Data shown:
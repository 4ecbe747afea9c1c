//! Trade event and aggregate state types.

use chrono::{DateTime, Utc};
use rust_decimal::Decimal;
use serde::{Deserialize, Serialize};

/// Direction of a trade as reported by the upstream feed.
///
/// The feed labels every message with a `txType`, and not all of them are
/// trades: `create` and friends come down the same pipe. The literal is
/// kept so rendering can show it; only `Buy` and `Sell` ever count toward
/// totals.
#[derive(Debug, Clone, PartialEq, Eq)]
pub enum TradeSide {
    Buy,
    Sell,
    /// Any other direction literal, uppercased. Rendered sell-style,
    /// never counted.
    Other(String),
}

impl TradeSide {
    /// Normalize a raw direction literal (case-insensitive).
    pub fn normalize(raw: &str) -> Self {
        if raw.eq_ignore_ascii_case("buy") {
            Self::Buy
        } else if raw.eq_ignore_ascii_case("sell") {
            Self::Sell
        } else {
            Self::Other(raw.to_ascii_uppercase())
        }
    }

    pub fn is_buy(&self) -> bool {
        matches!(self, Self::Buy)
    }

    /// Whether this direction moves the bought/sold totals.
    pub fn is_trade(&self) -> bool {
        matches!(self, Self::Buy | Self::Sell)
    }
}

impl std::fmt::Display for TradeSide {
    fn fmt(&self, f: &mut std::fmt::Formatter<'_>) -> std::fmt::Result {
        match self {
            Self::Buy => write!(f, "BUY"),
            Self::Sell => write!(f, "SELL"),
            Self::Other(literal) => write!(f, "{literal}"),
        }
    }
}

/// One normalized occurrence derived from a raw feed message.
///
/// Immutable once constructed. The full trader key is kept so that display
/// truncation is a presentation concern, not a data-model one.
#[derive(Debug, Clone, PartialEq)]
pub struct TradeEvent {
    /// Normalized direction.
    pub side: TradeSide,
    /// Opaque trader identifier (full public key from the feed).
    pub trader: String,
    /// Trade size in SOL.
    pub sol_amount: Decimal,
    /// When this process observed the event.
    pub observed_at: DateTime<Utc>,
}

impl TradeEvent {
    pub fn new(side: TradeSide, trader: impl Into<String>, sol_amount: Decimal) -> Self {
        Self {
            side,
            trader: trader.into(),
            sol_amount,
            observed_at: Utc::now(),
        }
    }

    /// Last four characters of the trader key, the only part ever displayed.
    ///
    /// Counted in chars, not bytes: the feed is not trusted to send ASCII.
    pub fn trader_suffix(&self) -> &str {
        match self.trader.char_indices().rev().nth(3) {
            Some((idx, _)) => &self.trader[idx..],
            None => &self.trader,
        }
    }
}

/// Cumulative bought/sold totals for the active token.
///
/// `net_amount` is always derived, never stored: the two totals only ever
/// grow, while the net may go negative when sells outpace buys.
#[derive(Debug, Clone, Default, PartialEq, Eq, Serialize, Deserialize)]
pub struct AggregateState {
    pub total_bought: Decimal,
    pub total_sold: Decimal,
}

impl AggregateState {
    /// Net position, recomputed on every read.
    pub fn net_amount(&self) -> Decimal {
        self.total_bought - self.total_sold
    }
}

#[cfg(test)]
mod tests {
    use super::*;
    use rust_decimal_macros::dec;

    #[test]
    fn test_side_normalize() {
        assert_eq!(TradeSide::normalize("buy"), TradeSide::Buy);
        assert_eq!(TradeSide::normalize("BUY"), TradeSide::Buy);
        assert_eq!(TradeSide::normalize("Buy"), TradeSide::Buy);
        assert_eq!(TradeSide::normalize("sell"), TradeSide::Sell);
        assert_eq!(
            TradeSide::normalize("create"),
            TradeSide::Other("CREATE".to_string())
        );
    }

    #[test]
    fn test_only_buy_and_sell_are_trades() {
        assert!(TradeSide::Buy.is_trade());
        assert!(TradeSide::Sell.is_trade());
        assert!(!TradeSide::Other("CREATE".to_string()).is_trade());
    }

    #[test]
    fn test_side_display() {
        assert_eq!(TradeSide::Buy.to_string(), "BUY");
        assert_eq!(TradeSide::Sell.to_string(), "SELL");
        assert_eq!(TradeSide::Other("CREATE".to_string()).to_string(), "CREATE");
    }

    #[test]
    fn test_trader_suffix() {
        let event = TradeEvent::new(TradeSide::Buy, "WALLETabcd1234", dec!(1.5));
        assert_eq!(event.trader_suffix(), "1234");
    }

    #[test]
    fn test_trader_suffix_short_key() {
        let event = TradeEvent::new(TradeSide::Sell, "abc", dec!(1));
        assert_eq!(event.trader_suffix(), "abc");
    }

    #[test]
    fn test_trader_suffix_multibyte_key() {
        // Anomalous ids must not panic on a non-ASCII byte boundary.
        let event = TradeEvent::new(TradeSide::Buy, "€€", dec!(1));
        assert_eq!(event.trader_suffix(), "€€");

        let event = TradeEvent::new(TradeSide::Buy, "abc€€def", dec!(1));
        assert_eq!(event.trader_suffix(), "€def");
    }

    #[test]
    fn test_net_amount_derived() {
        let state = AggregateState {
            total_bought: dec!(1.5),
            total_sold: dec!(2),
        };
        assert_eq!(state.net_amount(), dec!(-0.5));
    }

    #[test]
    fn test_default_state_is_zero() {
        let state = AggregateState::default();
        assert_eq!(state.total_bought, Decimal::ZERO);
        assert_eq!(state.total_sold, Decimal::ZERO);
        assert_eq!(state.net_amount(), Decimal::ZERO);
    }
}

To do:
The full listing should be reproduced exactly.

Response box:
repository 4ecbe747afea9c1c
//! Trade event and aggregate state types.

use chrono::{DateTime, Utc};
use rust_decimal::Decimal;
use serde::{Deserialize, Serialize};

/// Direction of a trade as reported by the upstream feed.
///
/// The feed labels every message with a `txType`, and not all of them are
/// trades: `create` and friends come down the same pipe. The literal is
/// kept so rendering can show it; only `Buy` and `Sell` ever count toward
/// totals.
#[derive(Debug, Clone, PartialEq, Eq)]
pub enum TradeSide {
    Buy,
    Sell,
    /// Any other direction literal, uppercased. Rendered sell-style,
    /// never counted.
    Other(String),
}

impl TradeSide {
    /// Normalize a raw direction literal (case-insensitive).
    pub fn normalize(raw: &str) -> Self {
        if raw.eq_ignore_ascii_case("buy") {
            Self::Buy
        } else if raw.eq_ignore_ascii_case("sell") {
            Self::Sell
        } else {
            Self::Other(raw.to_ascii_uppercase())
        }
    }

    pub fn is_buy(&self) -> bool {
        matches!(self, Self::Buy)
    }

    /// Whether this direction moves the bought/sold totals.
    pub fn is_trade(&self) -> bool {
        matches!(self, Self::Buy | Self::Sell)
    }
}

impl std::fmt::Display for TradeSide {
    fn fmt(&self, f: &mut std::fmt::Formatter<'_>) -> std::fmt::Result {
        match self {
            Self::Buy => write!(f, "BUY"),
            Self::Sell => write!(f, "SELL"),
            Self::Other(literal) => write!(f, "{literal}"),
        }
    }
}

/// One normalized occurrence derived from a raw feed message.
///
/// Immutable once constructed. The full trader key is kept so that display
/// truncation is a presentation concern, not a data-model one.
#[derive(Debug, Clone, PartialEq)]
pub struct TradeEvent {
    /// Normalized direction.
    pub side: TradeSide,
    /// Opaque trader identifier (full public key from the feed).
    pub trader: String,
    /// Trade size in SOL.
    pub sol_amount: Decimal,
    /// When this process observed the event.
    pub observed_at: DateTime<Utc>,
}

impl TradeEvent {
    pub fn new(side: TradeSide, trader: impl Into<String>, sol_amount: Decimal) -> Self {
        Self {
            side,
            trader: trader.into(),
            sol_amount,
            observed_at: Utc::now(),
        }
    }

    /// Last four characters of the trader key, the only part ever displayed.
    ///
    /// Counted in chars, not bytes: the feed is not trusted to send ASCII.
    pub fn trader_suffix(&self) -> &str {
        match self.trader.char_indices().rev().nth(3) {
            Some((idx, _)) => &self.trader[idx..],
            None => &self.trader,
        }
    }
}

/// Cumulative bought/sold totals for the active token.
///
/// `net_amount` is always derived, never stored: the two totals only ever
/// grow, while the net may go negative when sells outpace buys.
#[derive(Debug, Clone, Default, PartialEq, Eq, Serialize, Deserialize)]
pub struct AggregateState {
    pub total_bought: Decimal,
    pub total_sold: Decimal,
}

impl AggregateState {
    /// Net position, recomputed on every read.
    pub fn net_amount(&self) -> Decimal {
        self.total_bought - self.total_sold
    }
}

#[cfg(test)]
mod tests {
    use super::*;
    use rust_decimal_macros::dec;

    #[test]
    fn test_side_normalize() {
        assert_eq!(TradeSide::normalize("buy"), TradeSide::Buy);
        assert_eq!(TradeSide::normalize("BUY"), TradeSide::Buy);
        assert_eq!(TradeSide::normalize("Buy"), TradeSide::Buy);
        assert_eq!(TradeSide::normalize("sell"), TradeSide::Sell);
        assert_eq!(
            TradeSide::normalize("create"),
            TradeSide::Other("CREATE".to_string())
        );
    }

    #[test]
    fn test_only_buy_and_sell_are_trades() {
        assert!(TradeSide::Buy.is_trade());
        assert!(TradeSide::Sell.is_trade());
        assert!(!TradeSide::Other("CREATE".to_string()).is_trade());
    }

    #[test]
    fn test_side_display() {
        assert_eq!(TradeSide::Buy.to_string(), "BUY");
        assert_eq!(TradeSide::Sell.to_string(), "SELL");
        assert_eq!(TradeSide::Other("CREATE".to_string()).to_string(), "CREATE");
    }

    #[test]
    fn test_trader_suffix() {
        let event = TradeEvent::new(TradeSide::Buy, "WALLETabcd1234", dec!(1.5));
        assert_eq!(event.trader_suffix(), "1234");
    }

    #[test]
    fn test_trader_suffix_short_key() {
        let event = TradeEvent::new(TradeSide::Sell, "abc", dec!(1));
        assert_eq!(event.trader_suffix(), "abc");
    }

    #[test]
    fn test_trader_suffix_multibyte_key() {
        // Anomalous ids must not panic on a non-ASCII byte boundary.
        let event = TradeEvent::new(TradeSide::Buy, "€€", dec!(1));
        assert_eq!(event.trader_suffix(), "€€");

        let event = TradeEvent::new(TradeSide::Buy, "abc€€def", dec!(1));
        assert_eq!(event.trader_suffix(), "€def");
    }

    #[test]
    fn test_net_amount_derived() {
        let state = AggregateState {
            total_bought: dec!(1.5),
            total_sold: dec!(2),
        };
        assert_eq!(state.net_amount(), dec!(-0.5));
    }

    #[test]
    fn test_default_state_is_zero() {
        let state = AggregateState::default();
        assert_eq!(state.total_bought, Decimal::ZERO);
        assert_eq!(state.total_sold, Decimal::ZERO);
        assert_eq!(state.net_amount(), Decimal::ZERO);
    }
}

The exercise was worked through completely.